Directions: Every record below needs to be retyped exactly as it appears.

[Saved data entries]
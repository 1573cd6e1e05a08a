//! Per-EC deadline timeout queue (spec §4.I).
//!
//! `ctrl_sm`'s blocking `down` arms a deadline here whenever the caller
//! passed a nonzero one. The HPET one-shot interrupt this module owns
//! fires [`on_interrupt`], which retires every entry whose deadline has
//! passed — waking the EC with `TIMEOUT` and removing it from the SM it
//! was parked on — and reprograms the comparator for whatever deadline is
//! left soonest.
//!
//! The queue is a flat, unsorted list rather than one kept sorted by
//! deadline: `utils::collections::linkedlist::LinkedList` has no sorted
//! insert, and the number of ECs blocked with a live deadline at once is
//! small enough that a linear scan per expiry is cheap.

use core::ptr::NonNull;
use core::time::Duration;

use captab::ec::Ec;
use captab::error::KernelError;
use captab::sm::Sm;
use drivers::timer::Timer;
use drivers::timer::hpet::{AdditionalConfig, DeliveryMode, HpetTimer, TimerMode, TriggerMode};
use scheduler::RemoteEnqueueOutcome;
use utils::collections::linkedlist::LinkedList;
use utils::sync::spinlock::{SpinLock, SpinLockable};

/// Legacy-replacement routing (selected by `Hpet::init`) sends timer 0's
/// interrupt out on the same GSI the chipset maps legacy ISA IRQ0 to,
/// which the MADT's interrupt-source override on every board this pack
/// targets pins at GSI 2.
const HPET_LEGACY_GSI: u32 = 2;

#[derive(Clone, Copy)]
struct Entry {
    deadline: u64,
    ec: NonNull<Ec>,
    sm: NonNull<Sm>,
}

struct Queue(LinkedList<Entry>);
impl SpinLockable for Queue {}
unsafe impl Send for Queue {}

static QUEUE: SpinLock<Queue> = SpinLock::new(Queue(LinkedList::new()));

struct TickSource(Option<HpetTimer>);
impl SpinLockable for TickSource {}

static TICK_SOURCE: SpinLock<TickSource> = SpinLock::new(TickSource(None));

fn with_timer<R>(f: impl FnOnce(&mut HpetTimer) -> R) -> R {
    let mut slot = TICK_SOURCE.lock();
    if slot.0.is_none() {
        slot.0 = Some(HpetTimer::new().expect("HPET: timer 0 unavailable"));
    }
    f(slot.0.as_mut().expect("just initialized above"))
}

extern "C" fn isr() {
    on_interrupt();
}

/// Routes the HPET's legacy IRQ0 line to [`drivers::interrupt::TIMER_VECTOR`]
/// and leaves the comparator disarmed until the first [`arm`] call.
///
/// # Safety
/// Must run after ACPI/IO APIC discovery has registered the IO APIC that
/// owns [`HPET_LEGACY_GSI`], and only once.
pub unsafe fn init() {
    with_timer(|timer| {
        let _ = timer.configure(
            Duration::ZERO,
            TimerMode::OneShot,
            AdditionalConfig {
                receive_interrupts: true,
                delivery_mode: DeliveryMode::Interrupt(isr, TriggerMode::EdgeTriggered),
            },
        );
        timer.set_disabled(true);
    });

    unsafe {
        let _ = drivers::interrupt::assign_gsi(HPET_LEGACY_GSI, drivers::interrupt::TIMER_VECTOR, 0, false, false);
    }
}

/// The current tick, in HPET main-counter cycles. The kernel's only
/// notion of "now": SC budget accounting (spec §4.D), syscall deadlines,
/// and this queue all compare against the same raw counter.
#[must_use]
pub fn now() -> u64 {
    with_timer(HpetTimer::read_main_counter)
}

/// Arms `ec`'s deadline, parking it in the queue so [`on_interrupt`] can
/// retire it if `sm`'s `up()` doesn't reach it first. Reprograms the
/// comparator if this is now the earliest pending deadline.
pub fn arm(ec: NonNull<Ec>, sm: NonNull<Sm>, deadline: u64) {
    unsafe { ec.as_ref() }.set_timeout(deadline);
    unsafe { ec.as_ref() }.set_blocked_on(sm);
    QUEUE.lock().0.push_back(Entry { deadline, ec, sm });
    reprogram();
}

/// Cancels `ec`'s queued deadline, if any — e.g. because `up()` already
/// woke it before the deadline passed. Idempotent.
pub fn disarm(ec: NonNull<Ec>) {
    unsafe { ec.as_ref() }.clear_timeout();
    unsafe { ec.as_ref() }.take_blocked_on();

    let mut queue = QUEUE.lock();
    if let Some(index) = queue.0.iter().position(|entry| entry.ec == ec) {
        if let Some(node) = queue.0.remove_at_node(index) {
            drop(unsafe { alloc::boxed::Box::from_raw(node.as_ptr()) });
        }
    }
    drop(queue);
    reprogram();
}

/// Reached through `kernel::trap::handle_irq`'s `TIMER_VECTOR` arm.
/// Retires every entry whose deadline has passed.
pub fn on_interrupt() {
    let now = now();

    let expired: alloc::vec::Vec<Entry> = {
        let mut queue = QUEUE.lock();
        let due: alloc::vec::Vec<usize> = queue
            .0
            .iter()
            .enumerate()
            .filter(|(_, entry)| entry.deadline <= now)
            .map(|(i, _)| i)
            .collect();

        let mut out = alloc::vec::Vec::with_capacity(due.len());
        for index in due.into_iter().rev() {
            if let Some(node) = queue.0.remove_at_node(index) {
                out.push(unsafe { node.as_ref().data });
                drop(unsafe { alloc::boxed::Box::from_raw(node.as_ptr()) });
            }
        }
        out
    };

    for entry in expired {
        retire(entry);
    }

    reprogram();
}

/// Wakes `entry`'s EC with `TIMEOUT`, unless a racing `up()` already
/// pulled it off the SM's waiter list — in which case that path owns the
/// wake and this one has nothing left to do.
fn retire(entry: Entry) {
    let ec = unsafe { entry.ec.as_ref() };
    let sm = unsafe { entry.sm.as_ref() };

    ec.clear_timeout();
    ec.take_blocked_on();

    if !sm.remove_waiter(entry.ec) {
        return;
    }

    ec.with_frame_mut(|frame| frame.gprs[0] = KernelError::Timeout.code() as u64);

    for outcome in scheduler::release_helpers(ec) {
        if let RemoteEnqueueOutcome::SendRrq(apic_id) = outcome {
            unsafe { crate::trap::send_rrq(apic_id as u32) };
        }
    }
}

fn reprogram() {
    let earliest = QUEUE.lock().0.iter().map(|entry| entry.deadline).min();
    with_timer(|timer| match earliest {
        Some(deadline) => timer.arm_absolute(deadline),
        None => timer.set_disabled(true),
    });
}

Result of this exercise:
repository 1573cd6e1e05a08a
//! Per-EC deadline timeout queue (spec §4.I).
//!
//! `ctrl_sm`'s blocking `down` arms a deadline here whenever the caller
//! passed a nonzero one. The HPET one-shot interrupt this module owns
//! fires [`on_interrupt`], which retires every entry whose deadline has
//! passed — waking the EC with `TIMEOUT` and removing it from the SM it
//! was parked on — and reprograms the comparator for whatever deadline is
//! left soonest.
//!
//! The queue is a flat, unsorted list rather than one kept sorted by
//! deadline: `utils::collections::linkedlist::LinkedList` has no sorted
//! insert, and the number of ECs blocked with a live deadline at once is
//! small enough that a linear scan per expiry is cheap.

use core::ptr::NonNull;
use core::time::Duration;

use captab::ec::Ec;
use captab::error::KernelError;
use captab::sm::Sm;
use drivers::timer::Timer;
use drivers::timer::hpet::{AdditionalConfig, DeliveryMode, HpetTimer, TimerMode, TriggerMode};
use scheduler::RemoteEnqueueOutcome;
use utils::collections::linkedlist::LinkedList;
use utils::sync::spinlock::{SpinLock, SpinLockable};

/// Legacy-replacement routing (selected by `Hpet::init`) sends timer 0's
/// interrupt out on the same GSI the chipset maps legacy ISA IRQ0 to,
/// which the MADT's interrupt-source override on every board this pack
/// targets pins at GSI 2.
const HPET_LEGACY_GSI: u32 = 2;

#[derive(Clone, Copy)]
struct Entry {
    deadline: u64,
    ec: NonNull<Ec>,
    sm: NonNull<Sm>,
}

struct Queue(LinkedList<Entry>);
impl SpinLockable for Queue {}
unsafe impl Send for Queue {}

static QUEUE: SpinLock<Queue> = SpinLock::new(Queue(LinkedList::new()));

struct TickSource(Option<HpetTimer>);
impl SpinLockable for TickSource {}

static TICK_SOURCE: SpinLock<TickSource> = SpinLock::new(TickSource(None));

fn with_timer<R>(f: impl FnOnce(&mut HpetTimer) -> R) -> R {
    let mut slot = TICK_SOURCE.lock();
    if slot.0.is_none() {
        slot.0 = Some(HpetTimer::new().expect("HPET: timer 0 unavailable"));
    }
    f(slot.0.as_mut().expect("just initialized above"))
}

extern "C" fn isr() {
    on_interrupt();
}

/// Routes the HPET's legacy IRQ0 line to [`drivers::interrupt::TIMER_VECTOR`]
/// and leaves the comparator disarmed until the first [`arm`] call.
///
/// # Safety
/// Must run after ACPI/IO APIC discovery has registered the IO APIC that
/// owns [`HPET_LEGACY_GSI`], and only once.
pub unsafe fn init() {
    with_timer(|timer| {
        let _ = timer.configure(
            Duration::ZERO,
            TimerMode::OneShot,
            AdditionalConfig {
                receive_interrupts: true,
                delivery_mode: DeliveryMode::Interrupt(isr, TriggerMode::EdgeTriggered),
            },
        );
        timer.set_disabled(true);
    });

    unsafe {
        let _ = drivers::interrupt::assign_gsi(HPET_LEGACY_GSI, drivers::interrupt::TIMER_VECTOR, 0, false, false);
    }
}

/// The current tick, in HPET main-counter cycles. The kernel's only
/// notion of "now": SC budget accounting (spec §4.D), syscall deadlines,
/// and this queue all compare against the same raw counter.
#[must_use]
pub fn now() -> u64 {
    with_timer(HpetTimer::read_main_counter)
}

/// Arms `ec`'s deadline, parking it in the queue so [`on_interrupt`] can
/// retire it if `sm`'s `up()` doesn't reach it first. Reprograms the
/// comparator if this is now the earliest pending deadline.
pub fn arm(ec: NonNull<Ec>, sm: NonNull<Sm>, deadline: u64) {
    unsafe { ec.as_ref() }.set_timeout(deadline);
    unsafe { ec.as_ref() }.set_blocked_on(sm);
    QUEUE.lock().0.push_back(Entry { deadline, ec, sm });
    reprogram();
}

/// Cancels `ec`'s queued deadline, if any — e.g. because `up()` already
/// woke it before the deadline passed. Idempotent.
pub fn disarm(ec: NonNull<Ec>) {
    unsafe { ec.as_ref() }.clear_timeout();
    unsafe { ec.as_ref() }.take_blocked_on();

    let mut queue = QUEUE.lock();
    if let Some(index) = queue.0.iter().position(|entry| entry.ec == ec) {
        if let Some(node) = queue.0.remove_at_node(index) {
            drop(unsafe { alloc::boxed::Box::from_raw(node.as_ptr()) });
        }
    }
    drop(queue);
    reprogram();
}

/// Reached through `kernel::trap::handle_irq`'s `TIMER_VECTOR` arm.
/// Retires every entry whose deadline has passed.
pub fn on_interrupt() {
    let now = now();

    let expired: alloc::vec::Vec<Entry> = {
        let mut queue = QUEUE.lock();
        let due: alloc::vec::Vec<usize> = queue
            .0
            .iter()
            .enumerate()
            .filter(|(_, entry)| entry.deadline <= now)
            .map(|(i, _)| i)
            .collect();

        let mut out = alloc::vec::Vec::with_capacity(due.len());
        for index in due.into_iter().rev() {
            if let Some(node) = queue.0.remove_at_node(index) {
                out.push(unsafe { node.as_ref().data });
                drop(unsafe { alloc::boxed::Box::from_raw(node.as_ptr()) });
            }
        }
        out
    };

    for entry in expired {
        retire(entry);
    }

    reprogram();
}

/// Wakes `entry`'s EC with `TIMEOUT`, unless a racing `up()` already
/// pulled it off the SM's waiter list — in which case that path owns the
/// wake and this one has nothing left to do.
fn retire(entry: Entry) {
    let ec = unsafe { entry.ec.as_ref() };
    let sm = unsafe { entry.sm.as_ref() };

    ec.clear_timeout();
    ec.take_blocked_on();

    if !sm.remove_waiter(entry.ec) {
        return;
    }

    ec.with_frame_mut(|frame| frame.gprs[0] = KernelError::Timeout.code() as u64);

    for outcome in scheduler::release_helpers(ec) {
        if let RemoteEnqueueOutcome::SendRrq(apic_id) = outcome {
            unsafe { crate::trap::send_rrq(apic_id as u32) };
        }
    }
}

fn reprogram() {
    let earliest = QUEUE.lock().0.iter().map(|entry| entry.deadline).min();
    with_timer(|timer| match earliest {
        Some(deadline) => timer.arm_absolute(deadline),
        None => timer.set_disabled(true),
    });
}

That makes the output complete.